The optical equivalent of pumps are heated channels of silicon. When heated, Harris explains, “[silicon] atoms will spread out a bit, and this causes light to travel at a different speed,” leading the light waves to either boost or suppress each other much as sound waves do. (Suppression of the latter is how noise canceling headphones work.) The conventional computer sets the heaters so the amount of light streaming out each of the cell’s output channels is a weighted sum of the inputs, with the heaters determining the weights.

Let There Be Light?

Shen and Harris tested their chip by training a simple neural network to identify different vowel sounds. The results were middling, but Shen attributes that to repurposing an imperfectly suited device. For example, the components for converting digital numbers to and from optical signals were rough proofs of concept, chosen only because they were easy to hook up to Harris’s quantum computing chip. A more polished version of their computer fabricated specifically for deep learning could provide the same accuracy as the best conventional chips while slashing the energy consumption by orders of magnitude and offering 100 times the speed, according to their Nature Photonics paper. That would enable even handheld devices to have AI capabilities built into them without outsourcing the heavy lifting to large servers, something that would otherwise be next to impossible.

Of course, optical computing’s checkered history leaves plenty of room for skepticism. “We should not get too excited,” Ambs cautions. Shen and Harris’s team has not yet demonstrated a full system, and Ambs’s experience suggests it is sometimes “very difficult to improve the rudimentary system so dramatically.”

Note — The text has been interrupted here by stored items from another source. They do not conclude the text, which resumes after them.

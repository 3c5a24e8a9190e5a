//! Values extracted from rows and content produced for cells.

use std::cmp::Ordering;
use std::fmt;

use chrono::{DateTime, Utc};
use serde::{Deserialize, Serialize};

/// A value read from a row by a column accessor.
///
/// Accessors return this type so that searching and sorting can work on
/// any row type without looking inside it.
#[derive(Debug, Clone, Default, PartialEq, Serialize, Deserialize)]
#[serde(tag = "kind", content = "value", rename_all = "lowercase")]
pub enum CellValue {
    /// No value. Rendered as `-`, searched as the empty string and always
    /// sorted last.
    #[default]
    Null,
    /// Free text.
    Text(String),
    /// Whole number.
    Integer(i64),
    /// Floating point number.
    Float(f64),
    /// Boolean flag.
    Bool(bool),
    /// Point in time, compared by instant.
    Date(DateTime<Utc>),
    /// Several text values (tags, feature names, ...).
    List(Vec<String>),
}

impl CellValue {
    /// Returns whether this is [`CellValue::Null`].
    #[must_use]
    pub const fn is_null(&self) -> bool {
        matches!(self, Self::Null)
    }

    /// Returns the lower-cased text the search stage matches against.
    ///
    /// List values are joined with a single space.
    #[must_use]
    pub fn search_text(&self) -> String {
        match self {
            Self::Null => String::new(),
            Self::List(items) => items.join(" ").to_lowercase(),
            other => other.to_string().to_lowercase(),
        }
    }

    /// Compares two non-null values.
    ///
    /// Numbers compare numerically (integers and floats against each
    /// other), dates by instant, text case-insensitively with a
    /// case-sensitive tie-break. Values of different kinds fall back to
    /// comparing their display text.
    #[must_use]
    #[allow(clippy::cast_precision_loss)]
    pub fn compare(&self, other: &Self) -> Ordering {
        match (self, other) {
            (Self::Integer(a), Self::Integer(b)) => a.cmp(b),
            (Self::Integer(a), Self::Float(b)) => (*a as f64).total_cmp(b),
            (Self::Float(a), Self::Integer(b)) => a.total_cmp(&(*b as f64)),
            (Self::Float(a), Self::Float(b)) => a.total_cmp(b),
            (Self::Bool(a), Self::Bool(b)) => a.cmp(b),
            (Self::Date(a), Self::Date(b)) => a.cmp(b),
            (Self::Text(a), Self::Text(b)) => compare_text(a, b),
            _ => compare_text(&self.to_string(), &other.to_string()),
        }
    }
}

fn compare_text(a: &str, b: &str) -> Ordering {
    a.to_lowercase()
        .cmp(&b.to_lowercase())
        .then_with(|| a.cmp(b))
}

impl fmt::Display for CellValue {
    fn fmt(&self, f: &mut fmt::Formatter<'_>) -> fmt::Result {
        match self {
            Self::Null => Ok(()),
            Self::Text(s) => f.write_str(s),
            Self::Integer(n) => write!(f, "{n}"),
            Self::Float(n) => write!(f, "{n}"),
            Self::Bool(b) => write!(f, "{b}"),
            Self::Date(d) => write!(f, "{}", d.format("%Y-%m-%d")),
            Self::List(items) => f.write_str(&items.join(", ")),
        }
    }
}

impl From<&str> for CellValue {
    fn from(value: &str) -> Self {
        Self::Text(value.to_string())
    }
}

impl From<String> for CellValue {
    fn from(value: String) -> Self {
        Self::Text(value)
    }
}

impl From<&String> for CellValue {
    fn from(value: &String) -> Self {
        Self::Text(value.clone())
    }
}

impl From<i64> for CellValue {
    fn from(value: i64) -> Self {
        Self::Integer(value)
    }
}

impl From<i32> for CellValue {
    fn from(value: i32) -> Self {
        Self::Integer(i64::from(value))
    }
}

impl From<u32> for CellValue {
    fn from(value: u32) -> Self {
        Self::Integer(i64::from(value))
    }
}

impl From<u64> for CellValue {
    fn from(value: u64) -> Self {
        Self::Integer(i64::try_from(value).unwrap_or(i64::MAX))
    }
}

impl From<usize> for CellValue {
    fn from(value: usize) -> Self {
        Self::Integer(i64::try_from(value).unwrap_or(i64::MAX))
    }
}

impl From<f64> for CellValue {
    fn from(value: f64) -> Self {
        Self::Float(value)
    }
}

impl From<bool> for CellValue {
    fn from(value: bool) -> Self {
        Self::Bool(value)
    }
}

impl From<DateTime<Utc>> for CellValue {
    fn from(value: DateTime<Utc>) -> Self {
        Self::Date(value)
    }
}

impl From<Vec<String>> for CellValue {
    fn from(value: Vec<String>) -> Self {
        Self::List(value)
    }
}

impl<V: Into<CellValue>> From<Option<V>> for CellValue {
    fn from(value: Option<V>) -> Self {
        value.map_or(Self::Null, Into::into)
    }
}

/// What a cell displays.
#[derive(Debug, Clone, PartialEq, Eq)]
pub enum CellContent {
    /// Plain text, escaped by the renderer.
    Text(String),
    /// Trusted markup inserted verbatim by HTML renderers.
    Html(String),
}

impl CellContent {
    /// Creates text content.
    #[must_use]
    pub fn text(value: impl Into<String>) -> Self {
        Self::Text(value.into())
    }

    /// Creates trusted markup content.
    #[must_use]
    pub fn html(value: impl Into<String>) -> Self {
        Self::Html(value.into())
    }

    /// Returns the raw string, whatever the kind.
    #[must_use]
    pub fn as_str(&self) -> &str {
        match self {
            Self::Text(s) | Self::Html(s) => s,
        }
    }
}

impl From<String> for CellContent {
    fn from(value: String) -> Self {
        Self::Text(value)
    }
}

impl From<&str> for CellContent {
    fn from(value: &str) -> Self {
        Self::Text(value.to_string())
    }
}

Still, even Ambs agrees the work is “great progress compared to the [optical] processors of the ‘90s.” Shen and Harris are optimistic as well. They are founding a start-up to commercialize their technology, and they’re confident a larger deep-learning chip would work. All the factors they blame for their current chip’s errors have known solutions, Harris argues, so “it’s just an engineering challenge of getting the right people and actually building the thing.”